そして、第1大径ランドR1と第2大径ランドR2の間の小径軸部の周囲に、出力ポートP2に通じる分配室が形成される。
そして、入力ポートP1と第1大径ランドR1の位置関係、および排出ポートP3と第2大径ランドR2の位置関係(ノッチ等を含む位置関係)は、N/Cが達成されるように設定されている。
【0017】
リターンスプリング10は、筒状に螺旋形成された圧縮コイルスプリングであり、リニアソレノイド9の駆動力に抗してスプール1を右側へ付勢するバネ力を発生する。
スリーブ4の左端には、アジャスタスクリュ5が螺合されており、このアジャスタスクリュ5とスプール1との間のバネ室に、リターンスプリング10が圧縮された状態で配置される。なお、アジャスタスクリュ5は、バネ荷重の調整後にスリーブ4にカシメや接着剤等により回り止めされるものである。
【0018】
リニアソレノイド9は、スリーブ4の右端に結合され、通電量に応じた起磁力により、リターンスプリング10の付勢力に抗してスプール1を図示左側へ変位させる周知な電磁アクチュエータであり、具体的な構造は限定されるものではない。
【0019】
リニアソレノイド9は、図示しない電子制御装置(AT−ECU等)によって制御される。

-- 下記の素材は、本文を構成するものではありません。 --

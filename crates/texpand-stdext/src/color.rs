//! Terminal coloring.
//!
//! Coloring goes through the [colored](https://docs.rs/colored) crate, but only when the
//! `color` Cargo feature is enabled.
//! Code calls methods on the [Colorize] trait in this module either way;
//! without the feature the methods return the string unchanged.
//!
//! ```
//! use texpand_stdext::color::Colorize;
//! println!["{}", "Error".bold().bright_red()];
//! ```

#[cfg(feature = "color")]
pub type ColoredString = colored::ColoredString;

#[cfg(not(feature = "color"))]
pub type ColoredString = String;

macro_rules! colorize_impl {
    ( $( $method_name: ident, )+ ) => {
        /// Coloring methods on strings.
        pub trait Colorize {
            $(
                fn $method_name(self) -> ColoredString;
            )+
        }
        #[cfg(feature="color")]
        impl Colorize for ColoredString {
            $(
                fn $method_name(self) -> ColoredString {
                    colored::Colorize::$method_name(self)
                }
            )+
        }
        #[cfg(feature="color")]
        impl Colorize for &str {
            $(
                fn $method_name(self) -> ColoredString {
                    colored::Colorize::$method_name(self)
                }
            )+
        }
        #[cfg(feature="color")]
        impl Colorize for &String {
            $(
                fn $method_name(self) -> ColoredString {
                    colored::Colorize::$method_name(self.as_str())
                }
            )+
        }
        #[cfg(not(feature="color"))]
        impl Colorize for String {
            $(
                fn $method_name(self) -> ColoredString {
                    self
                }
            )+
        }
        #[cfg(not(feature="color"))]
        impl Colorize for &str {
            $(
                fn $method_name(self) -> ColoredString {
                    self.to_string()
                }
            )+
        }
        #[cfg(not(feature="color"))]
        impl Colorize for &String {
            $(
                fn $method_name(self) -> ColoredString {
                    self.clone()
                }
            )+
        }
    };
}

colorize_impl!(
    bold,
    bright_cyan,
    bright_blue,
    bright_red,
    bright_yellow,
    yellow,
    italic,
);
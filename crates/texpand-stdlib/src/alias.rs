//! The `\let` primitive

use texpand::command;
use texpand::error;
use texpand::parse::OptionalEqualsUnexpanded;
use texpand::prelude as txl;
use texpand::token;
use texpand::traits::*;
use texpand::vm;

pub const LET_DOC: &str = "Assign a command or character to a control sequence";

static LET_TAG: command::StaticTag = command::StaticTag::new();

pub fn let_tag() -> command::Tag {
    LET_TAG.get()
}

/// Get the `\let` command.
pub fn get_let<S: TexpandState>() -> command::BuiltIn<S> {
    command::BuiltIn::new_execution(let_primitive_fn)
        .with_tag(let_tag())
        .with_doc(LET_DOC)
}

fn let_primitive_fn<S: TexpandState>(
    _: token::Token,
    input: &mut vm::ExecutionInput<S>,
) -> txl::Result<()> {
    let scope = S::variable_assignment_scope_hook(input.state_mut());
    let (alias, _) = <(token::CommandRef, OptionalEqualsUnexpanded)>::parse(input)?;
    let token = input.unexpanded().next_or_err(LetEndOfInputError {})?;
    match token.value() {
        token::Value::CommandRef(command_ref) => {
            match input
                .commands_map_mut()
                .alias_control_sequence(alias, &command_ref, scope)
            {
                Ok(()) => Ok(()),
                Err(_) => Err(error::UndefinedCommandError::new(input.vm(), token).into()),
            }
        }
        _ => {
            input.commands_map_mut().alias_token(alias, token, scope);
            Ok(())
        }
    }
}

#[derive(Debug)]
struct LetEndOfInputError;

impl error::EndOfInputError for LetEndOfInputError {
    fn doing(&self) -> String {
        r"reading the right hand side of a \let assignment".into()
    }
}
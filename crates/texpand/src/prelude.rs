//! Texpand prelude.
//!
//! Conventionally imported as `use texpand::prelude as txl;`.

/// Result type in Texpand.
pub type Result<T> = std::result::Result<T, Box<crate::error::Error>>;
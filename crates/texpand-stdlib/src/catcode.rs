//! The `\catcode` primitive

use texpand::command;
use texpand::parse::OptionalEquals;
use texpand::prelude as txl;
use texpand::token;
use texpand::token::CatCode;
use texpand::traits::*;
use texpand::vm;

/// Component holding the category code table.
///
/// The table starts with the plain TeX assignments and follows TeX grouping.
pub struct Component {
    table: token::CatCodeTable,
}

impl Default for Component {
    fn default() -> Self {
        Self {
            table: token::CatCodeTable::plain_tex(),
        }
    }
}

#[inline]
pub fn cat_code<S: HasComponent<Component>>(state: &S, c: char) -> CatCode {
    state.component().table.classify(c)
}

pub fn begin_group_hook<S: HasComponent<Component>>(state: &mut S) {
    state.component_mut().table.begin_group();
}

pub fn end_group_hook<S: HasComponent<Component>>(state: &mut S) {
    state.component_mut().table.end_group();
}

pub const CATCODE_DOC: &str = "Set the category code of a character";

static CATCODE_TAG: command::StaticTag = command::StaticTag::new();

pub fn catcode_tag() -> command::Tag {
    CATCODE_TAG.get()
}

/// Get the `\catcode` command.
///
/// The syntax is `\catcode <character code> <optional equals> <category code>`.
pub fn get_catcode<S: HasComponent<Component>>() -> command::BuiltIn<S> {
    command::BuiltIn::new_execution(catcode_primitive_fn)
        .with_tag(catcode_tag())
        .with_doc(CATCODE_DOC)
}

fn catcode_primitive_fn<S: HasComponent<Component>>(
    _: token::Token,
    input: &mut vm::ExecutionInput<S>,
) -> txl::Result<()> {
    let (c, _, cat_code) = <(char, OptionalEquals, CatCode)>::parse(input)?;
    let scope = S::variable_assignment_scope_hook(input.state_mut());
    input
        .state_mut()
        .component_mut()
        .table
        .set(c, cat_code, scope);
    Ok(())
}

#[cfg(test)]
mod tests {
    use super::*;
    use crate::def;
    use crate::prefix;
    use crate::testing::*;
    use std::collections::HashMap;

    fn built_in_commands() -> HashMap<&'static str, command::BuiltIn<State>> {
        HashMap::from([
            ("catcode", get_catcode()),
            ("def", def::get_def()),
            ("global", prefix::get_global()),
        ])
    }

    test_suite![
        expansion_equality_tests(
            (begin_group, r"\catcode`\;=1 ;a}b", "ab"),
            (
                with_equals,
                r"\catcode 59 = 1 \catcode 58 = 2 ;a:b",
                "ab"
            ),
            (comment, r"\catcode`\X=14 aXbc", "a"),
            (ignored, r"\catcode`\X=9 aXb", "ab"),
            (new_escape, r"\catcode`\|=0 |def|A{x}|A", "x"),
            (letter_control_sequence, r"\catcode`\@=11 \def\a@b{x}\a@b", "x"),
            (
                grouping,
                r"\catcode`\^=12 {\catcode`\^=1 }^",
                r"\catcode`\^=12 ^"
            ),
            (
                global,
                r"{\global\catcode`\;=1 };a}b",
                "ab"
            ),
            (
                texbook_exercise_20_7,
                r"\catcode`\[=1 \catcode`\]=2 \catcode`\!=6 \def\!!1#2![{!#]#!!2}\! x{[y]][z}",
                r"\catcode`\[=1 \catcode`\]=2 \catcode`\!=6 {#]![y][z}",
            ),
        ),
        failure_tests(
            (catcode_value_too_large, r"\catcode 48 16"),
            (catcode_value_is_negative, r"\catcode 48 -1"),
            (character_is_negative, r"\catcode -1 = 12"),
            (end_of_input, r"\catcode 48"),
        ),
    ];
}
//! Spell checking with Levenshtein distance.
//!
//! Used to build "did you mean" suggestions when an undefined control sequence is invoked.
//!
//! ```
//! # use texpand_stdext::algorithms::spellcheck::find_close_words;
//! let dictionary = ["def", "edef", "gdef", "relax", "let"];
//! let close = find_close_words(&dictionary, "deff");
//! assert_eq!(close[0].word, "def");
//! assert_eq!(close[0].distance, 1);
//! ```

/// A dictionary word together with its distance to the searched word.
#[derive(Debug, Clone, PartialEq, Eq)]
pub struct CloseWord {
    pub word: String,
    pub distance: usize,
}

/// Returns the dictionary words that are plausibly misspellings of `word`, closest first.
///
/// A word is plausible if its distance is at most a third of the searched word's length,
/// and always if the distance is 1.
/// Ties are broken alphabetically.
pub fn find_close_words<S: AsRef<str>>(dictionary: &[S], word: &str) -> Vec<CloseWord> {
    let max_distance = std::cmp::max(1, word.chars().count() / 3);
    let mut close: Vec<CloseWord> = dictionary
        .iter()
        .map(|candidate| CloseWord {
            word: candidate.as_ref().to_string(),
            distance: levenshtein_distance(word, candidate.as_ref()),
        })
        .filter(|candidate| candidate.distance <= max_distance)
        .collect();
    close.sort_by(|a, b| a.distance.cmp(&b.distance).then_with(|| a.word.cmp(&b.word)));
    close
}

/// The minimum number of single character insertions, deletions and substitutions
/// needed to turn `a` into `b`.
pub fn levenshtein_distance(a: &str, b: &str) -> usize {
    let b: Vec<char> = b.chars().collect();
    // Only the previous row of the dynamic programming matrix is kept.
    let mut row: Vec<usize> = (0..=b.len()).collect();
    for (i, a_char) in a.chars().enumerate() {
        let mut diagonal = row[0];
        row[0] = i + 1;
        for (j, b_char) in b.iter().enumerate() {
            let above = row[j + 1];
            row[j + 1] = if a_char == *b_char {
                diagonal
            } else {
                1 + diagonal.min(above).min(row[j])
            };
            diagonal = above;
        }
    }
    row[b.len()]
}

#[cfg(test)]
mod tests {
    use super::*;

    macro_rules! levenshtein_tests {
        ($( ($name: ident, $a: expr, $b: expr, $want: expr), )+) => {
            $(
                #[test]
                fn $name() {
                    assert_eq!(levenshtein_distance($a, $b), $want);
                    assert_eq!(levenshtein_distance($b, $a), $want);
                }
            )+
        };
    }

    levenshtein_tests![
        (identical, "relax", "relax", 0),
        (both_empty, "", "", 0),
        (one_empty, "", "def", 3),
        (substitution, "def", "dff", 1),
        (insertion, "def", "gdef", 1),
        (deletion, "expandafter", "expndafter", 1),
        (kitten_sitting, "kitten", "sitting", 3),
        (unrelated, "abc", "xyz", 3),
    ];

    #[test]
    fn close_words_sorted() {
        let dictionary = ["edef", "gdef", "def", "relax"];
        let close = find_close_words(&dictionary, "def");
        let words: Vec<&str> = close.iter().map(|w| w.word.as_str()).collect();
        assert_eq!(words, vec!["def", "edef", "gdef"]);
    }

    #[test]
    fn nothing_close() {
        let dictionary = ["catcode", "everyeof"];
        assert!(find_close_words(&dictionary, "def").is_empty());
    }
}
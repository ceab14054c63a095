pub mod groupingmap;
pub mod interner;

この電子制御装置は、デューティ比制御等によってリニアソレノイド9へ与える駆動電流を制御することによって、スプール1の軸方向位置をコントロールして、各ポートの開閉や連通度合の調整を行ない、出力ポートP2に所望の出力油圧を発生させる。
【0020】
さらに、この実施例のスプール弁8には、出力ポートP2に生じる出力油圧の上昇に応じたF/B力をスプール1に与えるF/B室αが設けられている。
この実施例のF/B室αは、スプール弁8の内部に設けられている。
【0021】
スプール1の内部には、軸方向へ延びる一端(図1では右端)が閉塞された摺動穴2が設けられている。この摺動穴2は、スプール1の左端からスプール1の右側に向けて穿設されたドリル穴であり、スプール1の軸心に形成されている。なお、限定されるものではないが、具体的な一例として、摺動穴2の底(ドリル穴の奥端)は小径軸部の途中もしくは第2大径ランドR2の内側に至るように設けられている。
【0022】
この摺動穴2の内部には、摺動穴2の内周壁によって軸方向へ摺動自在に支持されるシャフト3が挿入配置されている。このシャフト3は、円柱体であり、スプール1が右端で停止する状態(リニアソレノイド9の通電停止状態)であっても、摺動穴2から抜け出ない長さに設けられている。
このシャフト3の左側はバネ室に露出するものであり、シャフト3の左端がアジャスタスクリュ5に当接する。この実施例のシャフト3は、アジャスタスクリュ5とは別体に設けられたものであり、F/B室αに生じる油圧によってアジャスタスクリュ5に押し付けられて、軸方向の移動が規制されるものである。
【0023】
シャフト3により区画された摺動穴2の内部空間がF/B室αであり、スプール1の小径軸部には、シャフト3により区画された摺動穴2の内部空間(F/B室α)に出力油圧(分配室の油圧)を供給するF/Bポート6が形成されている。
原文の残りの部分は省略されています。